Extracted information: Begin

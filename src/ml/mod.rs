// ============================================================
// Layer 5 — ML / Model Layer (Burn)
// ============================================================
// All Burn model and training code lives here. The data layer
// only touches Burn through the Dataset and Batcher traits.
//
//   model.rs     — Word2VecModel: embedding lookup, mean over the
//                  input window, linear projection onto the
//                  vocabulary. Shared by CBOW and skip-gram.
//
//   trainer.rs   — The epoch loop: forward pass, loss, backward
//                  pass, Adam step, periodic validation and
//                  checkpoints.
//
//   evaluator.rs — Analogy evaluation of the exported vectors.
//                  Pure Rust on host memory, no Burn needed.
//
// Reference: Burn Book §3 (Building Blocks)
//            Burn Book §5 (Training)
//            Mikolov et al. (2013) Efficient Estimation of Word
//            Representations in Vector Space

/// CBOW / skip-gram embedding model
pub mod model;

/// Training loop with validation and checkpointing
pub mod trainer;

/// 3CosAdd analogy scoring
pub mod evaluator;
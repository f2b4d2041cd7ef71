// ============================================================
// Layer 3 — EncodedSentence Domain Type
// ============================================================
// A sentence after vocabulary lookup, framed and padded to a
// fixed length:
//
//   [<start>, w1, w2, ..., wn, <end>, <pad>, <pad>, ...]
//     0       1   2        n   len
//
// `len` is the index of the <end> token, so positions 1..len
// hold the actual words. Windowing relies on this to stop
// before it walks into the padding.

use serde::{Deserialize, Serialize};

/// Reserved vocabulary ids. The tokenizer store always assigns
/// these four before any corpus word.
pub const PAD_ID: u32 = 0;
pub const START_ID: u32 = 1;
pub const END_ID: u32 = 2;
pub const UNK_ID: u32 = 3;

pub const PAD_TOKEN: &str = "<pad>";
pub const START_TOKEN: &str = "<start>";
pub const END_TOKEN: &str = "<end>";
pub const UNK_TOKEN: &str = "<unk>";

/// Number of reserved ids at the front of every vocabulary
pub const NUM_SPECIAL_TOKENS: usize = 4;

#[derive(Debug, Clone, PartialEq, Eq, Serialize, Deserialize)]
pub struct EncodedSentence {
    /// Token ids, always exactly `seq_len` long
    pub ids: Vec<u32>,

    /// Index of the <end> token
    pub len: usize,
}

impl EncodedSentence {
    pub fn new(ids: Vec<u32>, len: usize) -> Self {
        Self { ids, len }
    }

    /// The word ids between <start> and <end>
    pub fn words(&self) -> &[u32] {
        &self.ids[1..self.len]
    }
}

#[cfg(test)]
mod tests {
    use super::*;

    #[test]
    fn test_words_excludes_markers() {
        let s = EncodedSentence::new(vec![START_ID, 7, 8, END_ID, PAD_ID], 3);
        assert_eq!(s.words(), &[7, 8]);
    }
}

Extracted information: End
Extracted information: Begin

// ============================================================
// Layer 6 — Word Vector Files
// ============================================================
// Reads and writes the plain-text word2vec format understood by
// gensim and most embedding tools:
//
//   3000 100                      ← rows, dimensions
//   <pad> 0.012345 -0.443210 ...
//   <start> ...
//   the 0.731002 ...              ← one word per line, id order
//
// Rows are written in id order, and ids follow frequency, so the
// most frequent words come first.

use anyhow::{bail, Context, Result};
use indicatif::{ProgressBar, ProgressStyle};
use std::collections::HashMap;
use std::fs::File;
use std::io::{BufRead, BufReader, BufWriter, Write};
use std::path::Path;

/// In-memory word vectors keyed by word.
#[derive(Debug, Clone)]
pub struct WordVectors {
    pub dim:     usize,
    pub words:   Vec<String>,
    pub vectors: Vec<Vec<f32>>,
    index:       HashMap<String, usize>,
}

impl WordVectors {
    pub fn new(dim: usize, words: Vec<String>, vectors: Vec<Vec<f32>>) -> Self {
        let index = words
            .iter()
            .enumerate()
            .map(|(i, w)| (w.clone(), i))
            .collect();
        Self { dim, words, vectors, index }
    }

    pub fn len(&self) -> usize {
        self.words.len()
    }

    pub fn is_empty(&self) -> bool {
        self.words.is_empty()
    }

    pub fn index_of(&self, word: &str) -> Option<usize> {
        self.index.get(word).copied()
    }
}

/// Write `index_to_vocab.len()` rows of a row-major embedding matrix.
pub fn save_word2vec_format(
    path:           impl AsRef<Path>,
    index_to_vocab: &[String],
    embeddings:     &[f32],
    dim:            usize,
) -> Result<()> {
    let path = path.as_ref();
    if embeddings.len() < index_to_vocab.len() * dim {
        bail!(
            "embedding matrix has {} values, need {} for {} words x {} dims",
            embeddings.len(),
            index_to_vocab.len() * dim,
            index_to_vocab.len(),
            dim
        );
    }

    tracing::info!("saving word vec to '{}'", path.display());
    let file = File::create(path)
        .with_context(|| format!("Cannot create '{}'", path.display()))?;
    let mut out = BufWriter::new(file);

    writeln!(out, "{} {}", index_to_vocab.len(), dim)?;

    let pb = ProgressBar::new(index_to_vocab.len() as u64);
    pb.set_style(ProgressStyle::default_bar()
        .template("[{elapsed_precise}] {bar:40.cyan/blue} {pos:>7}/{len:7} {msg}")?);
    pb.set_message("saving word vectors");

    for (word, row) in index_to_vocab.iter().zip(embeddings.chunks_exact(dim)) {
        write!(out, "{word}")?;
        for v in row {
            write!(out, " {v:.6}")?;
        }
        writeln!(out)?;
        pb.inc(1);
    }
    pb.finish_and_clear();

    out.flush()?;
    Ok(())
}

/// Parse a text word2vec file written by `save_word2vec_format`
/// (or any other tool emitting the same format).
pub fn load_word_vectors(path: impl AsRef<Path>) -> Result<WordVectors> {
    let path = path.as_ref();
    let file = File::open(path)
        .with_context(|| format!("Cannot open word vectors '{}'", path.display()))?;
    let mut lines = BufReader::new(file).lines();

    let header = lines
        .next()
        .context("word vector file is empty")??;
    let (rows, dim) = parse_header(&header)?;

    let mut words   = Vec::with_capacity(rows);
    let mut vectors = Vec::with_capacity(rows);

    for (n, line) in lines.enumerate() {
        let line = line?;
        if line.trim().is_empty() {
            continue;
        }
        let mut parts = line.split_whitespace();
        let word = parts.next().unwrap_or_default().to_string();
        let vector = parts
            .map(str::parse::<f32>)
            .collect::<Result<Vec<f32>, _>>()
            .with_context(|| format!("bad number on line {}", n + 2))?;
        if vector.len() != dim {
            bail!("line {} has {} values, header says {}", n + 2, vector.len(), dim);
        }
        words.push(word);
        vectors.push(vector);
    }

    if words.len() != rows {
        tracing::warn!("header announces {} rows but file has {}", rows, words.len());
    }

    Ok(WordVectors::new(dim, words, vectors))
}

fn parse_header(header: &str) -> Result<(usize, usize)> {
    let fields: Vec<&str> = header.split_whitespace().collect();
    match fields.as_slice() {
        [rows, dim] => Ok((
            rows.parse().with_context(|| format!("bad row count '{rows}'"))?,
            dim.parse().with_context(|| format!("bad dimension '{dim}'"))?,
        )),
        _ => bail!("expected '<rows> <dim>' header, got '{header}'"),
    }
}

Extracted information: End

Work to be completed: Output the lines above between the one holding "filename src/ml/mod.rs" and the one holding "The data layer", inclusive, with nothing before or after them.

Result:
filename src/ml/mod.rs
// ============================================================
// Layer 5 — ML / Model Layer (Burn)
// ============================================================
// All Burn model and training code lives here. The data layer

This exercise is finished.